FinnGen
- Headquarters: Helsinki, Finland
- Website: https://www.finngen.fi/

= FinnGen =

Finnish genomic research organisation

The FinnGen project was launched in 2017 with the aim of collecting biological samples from 500,000 participants in Finland over six years with the aim of improving health through genetic research. This is about 10% of the population. It is hoped that it will be a springboard for better diagnostics and new therapies. It is the key to Finland's Health Sector Growth Strategy for Research and Innovation Activities.

==Activity==
It is a public–private partnership between Finnish universities, the National Institute for Health and Welfare, the Finnish Red Cross Blood Service, the biobanks, which are mostly owned by independent hospital districts, hospitals, and pharmaceutical companies including Abbvie, AstraZeneca, Biogen, Celgene, Genentech, GSK, Janssen, Maze Therapeutics, Merck, Novartis, Pfizer, and Sanofi. It has funding of approximately €80 million, some of which has come from the companies. €20 million has come from Business Finland. 500,000 blood samples are to be collected over six years by a nation-wide network of Finnish biobanks and they will be matched with national health records, 98% of which are available in an electronic format. It claims that it will manage the anonymous health registry and the genomic data without compromising the privacy and integrity of participants.

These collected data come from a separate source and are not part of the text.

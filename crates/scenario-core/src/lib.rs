//! Deterministic scenario generation for the interior-decoration puzzle game.
//!
//! One seed drives the whole pipeline: final-state generation, candidate
//! mining, per-player assignment, the backward perturbation walk, and the
//! natural-language rendering. `scenario::generate` is the front door.

pub mod assign;
pub mod constraint;
pub mod generator;
pub mod house;
pub mod mining;
pub mod perturb;
pub mod render;
pub mod rng;
pub mod scenario;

The study is using Thermo Fisher Scientific's Axiom Genotyping Solution. In February 2021, the FinnGen data resource contained data from more than 321,000 biobank sample donors.

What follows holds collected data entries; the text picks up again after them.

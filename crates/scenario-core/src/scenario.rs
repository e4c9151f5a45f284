//! Top-level orchestration: one seed in, a full scenario out.

use std::time::{SystemTime, UNIX_EPOCH};

use contracts::{ConditionText, GenerateConfig, PlayerView, Scenario, Voice};

use crate::assign::assign_constraints;
use crate::generator::{difficulty_params, generate_final_state};
use crate::house::House;
use crate::mining::{mine_candidates, Candidate};
use crate::perturb::{count_violations, generate_initial_state, Move, PerturbConfig};
use crate::render::{render, voice_for};
use crate::rng::{assignment_seed, perturbation_seed, player_seed, solution_seed, Mulberry32};

/// Structured generation result. The serialized [`Scenario`] carries text
/// only; tests and front ends work from the houses and constraint records
/// kept here.
#[derive(Debug, Clone)]
pub struct ScenarioBundle {
    pub seed: u32,
    pub config: GenerateConfig,
    pub solution: House,
    pub initial: House,
    pub assignments: Vec<Vec<Candidate>>,
    /// Applied walk, solution -> initial, in application order.
    pub moves: Vec<Move>,
    /// Players whose violation target was met on the initial board.
    pub satisfied_players: usize,
}

impl ScenarioBundle {
    pub fn voice(&self, player_index: usize) -> Voice {
        voice_for(player_index)
    }

    pub fn violations_on_initial(&self) -> Vec<usize> {
        count_violations(&self.initial, &self.assignments)
    }

    /// The serializable view. Rendering is reproducible: each player's text
    /// comes from a fresh generator seeded from the scenario seed and the
    /// player index.
    pub fn scenario(&self) -> Scenario {
        let players = self
            .assignments
            .iter()
            .enumerate()
            .map(|(index, rules)| {
                let voice = voice_for(index);
                let mut rng = Mulberry32::new(player_seed(self.seed, index));
                let constraints = rules
                    .iter()
                    .map(|candidate| ConditionText {
                        text: render(&candidate.constraint, voice, &mut rng),
                    })
                    .collect();
                PlayerView {
                    id: index as u8 + 1,
                    voice,
                    constraints,
                }
            })
            .collect();

        // The log reads initial -> solution: replaying it on the initial
        // board reproduces the solution, and its reversed inverses rebuild
        // the initial board from the solution.
        let perturbation_log = self
            .moves
            .iter()
            .rev()
            .map(|applied| applied.inverse().describe())
            .collect();

        Scenario {
            num_players: self.config.num_players,
            difficulty: self.config.difficulty,
            initial_board: self.initial.board_view(),
            solution_board: self.solution.board_view(),
            players,
            perturbation_log,
        }
    }
}

/// Generate a scenario. Pure for a fixed seed; an absent seed is filled from
/// the wall clock and the result is not reproducible.
pub fn generate(config: &GenerateConfig) -> ScenarioBundle {
    let seed = config.seed.unwrap_or_else(clock_seed);
    let params = difficulty_params(config.difficulty);
    let warm_cool_bias = config.warm_cool_bias.unwrap_or(params.warm_cool_bias);

    let mut rng_solution = Mulberry32::new(solution_seed(seed));
    let solution = generate_final_state(&mut rng_solution, config.num_players, &params);

    let candidates = mine_candidates(&solution);

    let mut rng_assign = Mulberry32::new(assignment_seed(seed));
    let assignments = assign_constraints(
        &mut rng_assign,
        &candidates,
        config.num_players,
        params.rules_per_player,
        warm_cool_bias,
    );

    let mut rng_perturb = Mulberry32::new(perturbation_seed(seed));
    let mut perturb_config = PerturbConfig::from_difficulty(&mut rng_perturb, &params);
    if let Some(overrides) = &config.perturbation {
        perturb_config.apply_overrides(overrides);
    }
    let outcome = generate_initial_state(&mut rng_perturb, &solution, &assignments, &perturb_config);

    ScenarioBundle {
        seed,
        config: config.clone(),
        solution,
        initial: outcome.initial,
        assignments,
        moves: outcome.moves,
        satisfied_players: outcome.satisfied_players,
    }
}

/// One-call wrapper over [`generate`] for callers that only want the
/// serialized scenario.
pub fn generate_scenario(config: &GenerateConfig) -> Scenario {
    generate(config).scenario()
}

fn clock_seed() -> u32 {
    SystemTime::now()
        .duration_since(UNIX_EPOCH)
        .map(|elapsed| elapsed.as_millis() as u32)
        .unwrap_or(0)
}

#[cfg(test)]
mod tests {
    use super::*;
    use contracts::Difficulty;

    fn config(num_players: u8, difficulty: Difficulty, seed: u32) -> GenerateConfig {
        GenerateConfig {
            num_players,
            difficulty,
            seed: Some(seed),
            perturbation: None,
            warm_cool_bias: None,
        }
    }

    #[test]
    fn every_assigned_rule_holds_on_the_solution() {
        for seed in 0..25 {
            let bundle = generate(&config(2 + (seed % 3) as u8, Difficulty::Medium, seed));
            for (player, rules) in bundle.assignments.iter().enumerate() {
                for candidate in rules {
                    assert!(
                        candidate.constraint.eval(&bundle.solution),
                        "seed {seed}, player {player}: {:?} fails on the solution",
                        candidate.constraint
                    );
                }
            }
        }
    }

    #[test]
    fn full_success_means_every_player_starts_violated() {
        for seed in 0..25 {
            let bundle = generate(&config(3, Difficulty::Medium, seed));
            if bundle.satisfied_players == bundle.assignments.len() {
                for count in bundle.violations_on_initial() {
                    assert!(count >= 1, "seed {seed}: a player starts satisfied");
                }
            }
        }
    }

    #[test]
    fn rendering_twice_is_identical() {
        let bundle = generate(&config(4, Difficulty::Hard, 12));
        assert_eq!(bundle.scenario(), bundle.scenario());
    }

    #[test]
    fn perturbation_overrides_reach_the_walk() {
        let mut cfg = config(2, Difficulty::Easy, 6);
        cfg.perturbation = Some(contracts::PerturbationOverrides {
            num_perturbations: Some(2),
            min_violations_per_player: Some(0),
            max_attempts: Some(1),
            ..contracts::PerturbationOverrides::default()
        });
        let bundle = generate(&cfg);
        // A zero-violation target succeeds immediately, so the single
        // attempt's walk is the whole story.
        assert!(bundle.moves.len() <= 2);
        assert_eq!(bundle.satisfied_players, bundle.assignments.len());
    }

    #[test]
    fn log_direction_runs_from_initial_to_solution() {
        let bundle = generate(&config(2, Difficulty::Easy, 3));
        let scenario = bundle.scenario();
        assert_eq!(scenario.perturbation_log.len(), bundle.moves.len());
        if let (Some(last_applied), Some(first_logged)) =
            (bundle.moves.last(), scenario.perturbation_log.first())
        {
            assert_eq!(&last_applied.inverse().describe(), first_logged);
        }
    }
}
/// Weighted draw without replacement until a move survives the rejection
/// rules: no immediate undo, no revisited state. The state is restored
/// before returning; the caller applies the accepted move.
fn pick_random_move(
    rng: &mut Mulberry32,
    state: &mut House,
    config: &PerturbConfig,
    visited: &BTreeSet<String>,
    last_move: Option<&Move>,
) -> Option<(Move, String)> {
    let candidates = list_all_moves(state, &config.allowed_moves);
    let mut pool: Vec<(Move, f64)> = candidates
        .into_iter()
        .map(|candidate| {
            let weight = config.move_weights.weight(candidate.kind());
            (candidate, weight)
        })
        .collect();
    pool = rng.shuffle(&pool);

    while !pool.is_empty() {
        let weights: Vec<f64> = pool.iter().map(|(_, weight)| *weight).collect();
        let index = rng.weighted_index(&weights)?;
        let (candidate, _) = pool.remove(index);

        if last_move.map_or(false, |last| candidate == last.inverse()) {
            continue;
        }

        candidate.apply(state);
        let fingerprint = state.fingerprint();
        candidate.inverse().apply(state);

        if visited.contains(&fingerprint) {
            continue;
        }
        return Some((candidate, fingerprint));
    }

    None
}

/// Break one satisfied rule of an under-target player per iteration until
/// everyone meets the minimum or the iteration cap runs out.
fn repair_violations(
    rng: &mut Mulberry32,
    state: &mut House,
    assignments: &[Vec<Candidate>],
    config: &PerturbConfig,
    visited: &mut BTreeSet<String>,
    moves: &mut Vec<Move>,
) {
    for _ in 0..REPAIR_ITERATIONS {
        let violations = count_violations(state, assignments);
        let under: Vec<usize> = violations
            .iter()
            .enumerate()
            .filter(|(_, count)| **count < config.min_violations_per_player)
            .map(|(player, _)| player)
            .collect();
        if under.is_empty() {
            return;
        }
        let player = *rng.choice(&under);

        let satisfied: Vec<Candidate> = assignments[player]
            .iter()
            .filter(|candidate| candidate.constraint.eval(state))
            .copied()
            .collect();
        let targets = rng.shuffle(&satisfied);

        let mut found = false;
        for target in targets {
            let candidates = rng.shuffle(&list_all_moves(state, &config.allowed_moves));
            for candidate in candidates {
                if moves.last().map_or(false, |last| candidate == last.inverse()) {
                    continue;
                }
                candidate.apply(state);
                let fingerprint = state.fingerprint();
                if !visited.contains(&fingerprint) && !target.constraint.eval(state) {
                    visited.insert(fingerprint);
                    moves.push(candidate);
                    found = true;
                    break;
                }
                candidate.inverse().apply(state);
            }
            if found {
                break;
            }
        }
    }
}

#[cfg(test)]
mod tests {
    use super::*;
    use crate::assign::assign_constraints;
    use crate::generator::{difficulty_params, generate_final_state};
    use crate::mining::mine_candidates;
    use contracts::Difficulty;

    fn pipeline(seed: u32, players: u8) -> (House, Vec<Vec<Candidate>>, PerturbOutcome) {
        let params = difficulty_params(Difficulty::Medium);
        let mut solution_rng = Mulberry32::new(seed);
        let solution = generate_final_state(&mut solution_rng, players, &params);
        let candidates = mine_candidates(&solution);
        let mut assign_rng = Mulberry32::new(seed.wrapping_mul(2));
        let assignments = assign_constraints(
            &mut assign_rng,
            &candidates,
            players,
            params.rules_per_player,
            params.warm_cool_bias,
        );
        let mut perturb_rng = Mulberry32::new(seed.wrapping_mul(3).wrapping_add(7));
        let config = PerturbConfig::from_difficulty(&mut perturb_rng, &params);
        let outcome = generate_initial_state(&mut perturb_rng, &solution, &assignments, &config);
        (solution, assignments, outcome)
    }

    #[test]
    fn swap_composed_with_its_inverse_is_identity() {
        let mut state = House::new(2);
        state.add_object(RoomName::Kitchen, Token::new(ObjectType::Lamp, Style::Modern));
        let before = state.fingerprint();
        let swap = Move::Swap {
            room: RoomName::Kitchen,
            kind: ObjectType::Lamp,
            old_style: Style::Modern,
            new_style: Style::Retro,
        };
        swap.apply(&mut state);
        assert_ne!(state.fingerprint(), before);
        swap.inverse().apply(&mut state);
        assert_eq!(state.fingerprint(), before);
    }

    #[test]
    fn every_move_kind_inverts_exactly() {
        let mut state = House::new(3);
        state.add_object(RoomName::BedroomA, Token::new(ObjectType::Curio, Style::Retro));
        let moves = [
            Move::Paint {
                room: RoomName::Kitchen,
                old: Color::Red,
                new: Color::Green,
            },
            Move::Add {
                room: RoomName::Kitchen,
                kind: ObjectType::Lamp,
                style: Style::Unusual,
            },
            Move::Remove {
                room: RoomName::BedroomA,
                kind: ObjectType::Curio,
                style: Style::Retro,
            },
        ];
        for candidate in moves {
            let before = state.fingerprint();
            candidate.apply(&mut state);
            candidate.inverse().apply(&mut state);
            assert_eq!(state.fingerprint(), before, "{candidate:?}");
        }
    }

    #[test]
    fn move_descriptions_carry_derived_colors() {
        let swap = Move::Swap {
            room: RoomName::Bedroom,
            kind: ObjectType::Lamp,
            old_style: Style::Modern,
            new_style: Style::Retro,
        };
        assert_eq!(
            swap.describe(),
            "Swap Modern Blue Lamp -> Retro Red Lamp in Bedroom"
        );
        let paint = Move::Paint {
            room: RoomName::Kitchen,
            old: Color::Red,
            new: Color::Blue,
        };
        assert_eq!(paint.describe(), "Paint Kitchen: Red -> Blue");
        let add = Move::Add {
            room: RoomName::Kitchen,
            kind: ObjectType::Curio,
            style: Style::Antique,
        };
        assert_eq!(add.describe(), "Add Antique Blue Curio to Kitchen");
    }

    #[test]
    fn replaying_the_walk_reaches_the_initial_board() {
        for seed in [1, 8, 21, 42] {
            let (solution, _, outcome) = pipeline(seed, 3);
            let mut replay = solution.clone();
            for candidate in &outcome.moves {
                candidate.apply(&mut replay);
            }
            assert_eq!(replay.fingerprint(), outcome.initial.fingerprint());

            // And the inverses, newest first, walk back to the solution.
            let mut back = outcome.initial.clone();
            for candidate in outcome.moves.iter().rev() {
                candidate.inverse().apply(&mut back);
            }
            assert_eq!(back.fingerprint(), solution.fingerprint());
        }
    }

    #[test]
    fn walk_states_never_repeat() {
        for seed in [2, 9, 33] {
            let (solution, _, outcome) = pipeline(seed, 2);
            let mut replay = solution.clone();
            let mut seen = BTreeSet::new();
            seen.insert(replay.fingerprint());
            for candidate in &outcome.moves {
                candidate.apply(&mut replay);
                assert!(
                    seen.insert(replay.fingerprint()),
                    "seed {seed}: revisited state"
                );
            }
        }
    }

    #[test]
    fn reported_success_matches_a_recount() {
        for seed in [1, 5, 16, 42, 77] {
            let (_, assignments, outcome) = pipeline(seed, 3);
            let recount = count_violations(&outcome.initial, &assignments)
                .iter()
                .filter(|count| **count >= 1)
                .count();
            assert_eq!(outcome.satisfied_players, recount, "seed {seed}");
        }
    }

    #[test]
    fn restricted_move_kinds_are_honored() {
        let params = difficulty_params(Difficulty::Medium);
        let mut rng = Mulberry32::new(4);
        let solution = generate_final_state(&mut rng, 2, &params);
        let candidates = mine_candidates(&solution);
        let mut assign_rng = Mulberry32::new(8);
        let assignments = assign_constraints(&mut assign_rng, &candidates, 2, 3, 1.5);
        let config = PerturbConfig {
            num_perturbations: 6,
            min_violations_per_player: 1,
            allowed_moves: vec![MoveKind::Paint],
            move_weights: params.move_weights,
            max_attempts: 10,
        };
        let mut perturb_rng = Mulberry32::new(19);
        let outcome = generate_initial_state(&mut perturb_rng, &solution, &assignments, &config);
        assert!(!outcome.moves.is_empty());
        for candidate in &outcome.moves {
            assert_eq!(candidate.kind(), MoveKind::Paint);
        }
    }

    #[test]
    fn overrides_replace_only_what_they_name() {
        let params = difficulty_params(Difficulty::Easy);
        let mut rng = Mulberry32::new(3);
        let mut config = PerturbConfig::from_difficulty(&mut rng, &params);
        let drawn = config.num_perturbations;
        assert!((3..=5).contains(&drawn));
        config.apply_overrides(&PerturbationOverrides {
            min_violations_per_player: Some(2),
            max_attempts: Some(5),
            ..PerturbationOverrides::default()
        });
        assert_eq!(config.num_perturbations, drawn);
        assert_eq!(config.min_violations_per_player, 2);
        assert_eq!(config.max_attempts, 5);
        assert_eq!(config.allowed_moves, MOVE_KINDS.to_vec());
    }
}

DNA samples had already been collected from about 230,000 Finns for earlier studies. The 2013 Biobank Act permitted samples to be transferred to biobanks and made available to researchers. These earlier samples were collected from people who are now getting older, so they can be related to many more disease events than the UK Biobank. The concept of ‘broad consent’ means that participants do not have to be asked to consent for their samples to be used in each project. The Finnish Biobank Cooperative was established in 2017. The first summary of results was released to the public on January 14, 2020 and will be updated every 6 months, at a one year delay with the internal findings.

==History==
Finnish people descend from a small founder population with little consanguinity. The low level of variants in the population structure means the chances that any disease association findings will have statistical significance are greater. Genetic discoveries can be made more easily than in more heterogeneous populations.